Because nvmath-python offers both blocking and non-blocking execution modes (see Call Blocking Behavior) as well as stateless (function-form) and stateful (class-form) APIs, reasoning about stream semantics requires considering both of these aspects. The discussion below is organized along these two dimensions, starting with the stateless API form since it is the simpler case. While the examples use nvmath.fft for concreteness, the same stream semantics apply to all nvmath-python modules (e.g. nvmath.linalg.advanced.matmul(), nvmath.linalg.advanced.Matmul, nvmath.sparse.advanced.DirectSolver, and others).

Note

CUDA streams are local to a process and a device. Therefore, the stream ordering concepts on this page also apply, on a per-process basis, to the distributed host APIs. To keep this page focused on stream ordering, the examples below are intentionally limited to the single-process setting. Cross-process coordination concerns (collective ordering, symmetric memory, etc.) are separate; see each distributed host API’s documentation for those and their interplay with streams.

Stateless APIs#

A stateless host API involves a single function call that encapsulates the entire computation.

Execution space mismatching memory space (blocking)

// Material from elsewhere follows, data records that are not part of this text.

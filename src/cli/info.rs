use anyhow::{Context, Result};
use indicatif::{MultiProgress, ProgressBar, ProgressStyle};
use serde::Serialize;

use super::command::{Cli, InfoArgs, InfoFormat};
use dvdvideo::disc::{DiscContent, TitleContent};
use dvdvideo::structs::cell::CellList;
use dvdvideo::structs::ifo::{DomainAttributes, lang_code_str};
use dvdvideo::structs::language::language_name;
use dvdvideo::structs::time::format_time;

pub fn cmd_info(args: &InfoArgs, cli: &Cli, multi: Option<&MultiProgress>) -> Result<()> {
    log::info!("Analyzing DVD: {}", args.input.display());

    let pb = if let Some(multi) = multi {
        let pb = multi.add(ProgressBar::new_spinner());
        pb.set_style(ProgressStyle::with_template("{spinner:.green} {msg}")?);
        pb.enable_steady_tick(std::time::Duration::from_millis(100));
        pb.set_message("Reading information files...");
        Some(pb)
    } else {
        None
    };

    let disc = DiscContent::open(&args.input, cli.fail_level())
        .with_context(|| format!("Couldn't use '{}' as DVD source", args.input.display()));
    if let Some(pb) = &pb {
        pb.finish_and_clear();
    }
    let info = DiscInfo::from_disc(&disc?);

    match args.format {
        InfoFormat::Plain => print!("{}", info.to_plain()),
        InfoFormat::Yaml => print!("{}", serde_yaml_ng::to_string(&info)?),
    }
    Ok(())
}

#[derive(Debug, Serialize)]
#[serde(rename_all = "snake_case")]
struct DiscInfo {
    video_ts: String,
    title_sets: u16,
    titles: Vec<TitleEntry>,
    domains: Vec<DomainInfo>,
}

#[derive(Debug, Serialize)]
#[serde(rename_all = "snake_case")]
struct TitleEntry {
    number: usize,
    title_set: u8,
    vts_ttn: u8,
    chapters: u16,
    angles: u8,
}

#[derive(Debug, Serialize)]
#[serde(rename_all = "snake_case")]
struct DomainInfo {
    name: String,
    title: u16,
    menu: bool,
    video: VideoInfo,
    audio: Vec<AudioInfo>,
    subtitles: Vec<SubtitleInfo>,
    cells: Vec<CellInfo>,
}

#[derive(Debug, Serialize)]
#[serde(rename_all = "snake_case")]
struct VideoInfo {
    width: u16,
    height: u16,
    fps: f64,
    standard: &'static str,
    aspect_ratio: &'static str,
}

#[derive(Debug, Serialize)]
#[serde(rename_all = "snake_case")]
struct AudioInfo {
    index: u8,
    stream_id: u8,
    format: &'static str,
    channels: u8,
    #[serde(skip_serializing_if = "Option::is_none")]
    language: Option<String>,
}

#[derive(Debug, Serialize)]
#[serde(rename_all = "snake_case")]
struct SubtitleInfo {
    index: u8,
    stream_ids: Vec<u8>,
    forced: bool,
    #[serde(skip_serializing_if = "Option::is_none")]
    language: Option<String>,
}

#[derive(Debug, Serialize)]
#[serde(rename_all = "snake_case")]
struct CellInfo {
    vob_id: u16,
    cell_id: u8,
    first_sector: u32,
    last_sector: u32,
    frames: u32,
    still: bool,
    duration: String,
}

fn language(code: u16) -> Option<String> {
    lang_code_str(code).map(|lang| format!("{lang} ({})", language_name(code)))
}

impl DomainInfo {
    fn new(content: &TitleContent, menu: bool) -> Self {
        let attributes: &DomainAttributes = content.attributes(menu);
        let size = content.video_size(menu);
        let video = attributes.video;

        let audio = attributes
            .audio
            .iter()
            .zip(0u8..)
            .map(|(attr, index)| AudioInfo {
                index,
                stream_id: content.find_audio_stream(index, menu),
                format: attr.format_name(),
                channels: attr.channels,
                language: language(attr.lang_code),
            })
            .collect();

        let subtitles = attributes
            .subp
            .iter()
            .zip(0u8..)
            .map(|(attr, index)| SubtitleInfo {
                index,
                stream_ids: content.find_sub_streams(index, menu),
                forced: attr.lang_extension == 9,
                language: language(attr.lang_code),
            })
            .collect();

        Self {
            name: domain_name(content.title, menu),
            title: content.title,
            menu,
            video: VideoInfo {
                width: size.width,
                height: size.height,
                fps: size.fps,
                standard: if video.video_format != 0 { "PAL" } else { "NTSC" },
                aspect_ratio: if video.display_aspect_ratio == 3 { "16:9" } else { "4:3" },
            },
            audio,
            subtitles,
            cells: cells(content.cells(menu)),
        }
    }
}

fn domain_name(title: u16, menu: bool) -> String {
    match (title, menu) {
        (0, _) => "Video Manager menu".to_string(),
        (t, true) => format!("Title set {t} menu"),
        (t, false) => format!("Title set {t}"),
    }
}

fn cells(list: &CellList) -> Vec<CellInfo> {
    list.iter()
        .map(|cell| CellInfo {
            vob_id: cell.vob_id,
            cell_id: cell.cell_id,
            first_sector: cell.start_sector,
            last_sector: cell.last_sector,
            frames: cell.nb_frames,
            still: cell.is_still,
            duration: format_time(cell.duration),
        })
        .collect()
}

impl DiscInfo {
    fn from_disc(disc: &DiscContent) -> Self {
        let titles = disc
            .title_map()
            .iter()
            .enumerate()
            .map(|(i, t)| TitleEntry {
                number: i + 1,
                title_set: t.title_set_nr,
                vts_ttn: t.vts_ttn,
                chapters: t.nr_of_ptts,
                angles: t.nr_of_angles,
            })
            .collect();

        let domains = disc
            .titles()
            .flat_map(|content| {
                let menu = DomainInfo::new(content, true);
                let title = (content.title != 0).then(|| DomainInfo::new(content, false));
                std::iter::once(menu).chain(title)
            })
            .collect();

        Self {
            video_ts: disc.video_ts().display().to_string(),
            title_sets: disc.number_of_titles(),
            titles,
            domains,
        }
    }

    fn to_plain(&self) -> String {
        let mut out = String::new();
        out.push_str("\nDVD-Video Information\n=====================\n\n");
        out.push_str(&format!("  VIDEO_TS                  {}\n", self.video_ts));
        out.push_str(&format!("  Title sets                {}\n", self.title_sets));
        out.push('\n');

        if !self.titles.is_empty() {
            out.push_str("Titles\n");
            for t in &self.titles {
                out.push_str(&format!(
                    "  Title {:<3}                 VTS {:02} TTN {} ({} chapters, {} angles)\n",
                    t.number, t.title_set, t.vts_ttn, t.chapters, t.angles
                ));
            }
            out.push('\n');
        }

        for domain in &self.domains {
            out.push_str(&format!("{}\n", domain.name));
            let v = &domain.video;
            out.push_str(&format!(
                "  Video                     {}x{} {} {:.3} fps {}\n",
                v.width, v.height, v.standard, v.fps, v.aspect_ratio
            ));
            for a in &domain.audio {
                out.push_str(&format!(
                    "  Audio {:<2}                  {} {}ch, stream {:#04x}, {}\n",
                    a.index,
                    a.format,
                    a.channels,
                    a.stream_id,
                    a.language.as_deref().unwrap_or("undetermined")
                ));
            }
            for s in &domain.subtitles {
                let ids = s
                    .stream_ids
                    .iter()
                    .map(|id| format!("{id:#04x}"))
                    .collect::<Vec<_>>()
                    .join(", ");
                out.push_str(&format!(
                    "  Subtitle {:<2}               streams [{ids}]{}, {}\n",
                    s.index,
                    if s.forced { " forced" } else { "" },
                    s.language.as_deref().unwrap_or("undetermined")
                ));
            }
            if !domain.cells.is_empty() {
                out.push_str("  Cells\n");
                for c in &domain.cells {
                    out.push_str(&format!(
                        "    VOB {:<3} Cell {:<3}        sectors {}-{}, {} frames{}, {}\n",
                        c.vob_id,
                        c.cell_id,
                        c.first_sector,
                        c.last_sector,
                        c.frames,
                        if c.still { " (still)" } else { "" },
                        c.duration
                    ));
                }
            }
            out.push('\n');
        }
        out
    }
}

The simplest scenario is when the execution space does not match the operand memory space — most commonly, CPU operands with GPU execution. In this case, the call is always guaranteed to be blocking: it does not return until the operation has completed, and stream ordering is automatically enforced by the API. You can use the result immediately.

import numpy as np
import nvmath
from cuda.core import Device

dev = Device(0)
dev.set_current()

# Create operand on the host.
a = np.random.rand(64, 256, 128) + 1j * np.random.rand(64, 256, 128)

s1 = dev.create_stream()
s2 = dev.create_stream()

# Since a is on the host, calling nvmath.fft.fft is blocking
# regardless of the stream used.
r1 = nvmath.fft.fft(a, axes=[0, 1], execution="cuda", stream=s1)
# r1 is ready to use immediately.

# Some other operation modifies a in place.

r2 = nvmath.fft.fft(a, axes=[0, 1], execution="cuda", stream=s2)
# r2 is ready to use immediately.

import torch
import nvmath

# Create operand on the host.
a = torch.randn(64, 256, 128, dtype=torch.complex64)

s1 = torch.cuda.Stream()
s2 = torch.cuda.Stream()

# Since a is on the host, calling nvmath.fft.fft is blocking
# regardless of the stream used.
r1 = nvmath.fft.fft(a, axes=[0, 1], execution="cuda", stream=s1)
# r1 is ready to use immediately.

# Some other operation modifies a in place.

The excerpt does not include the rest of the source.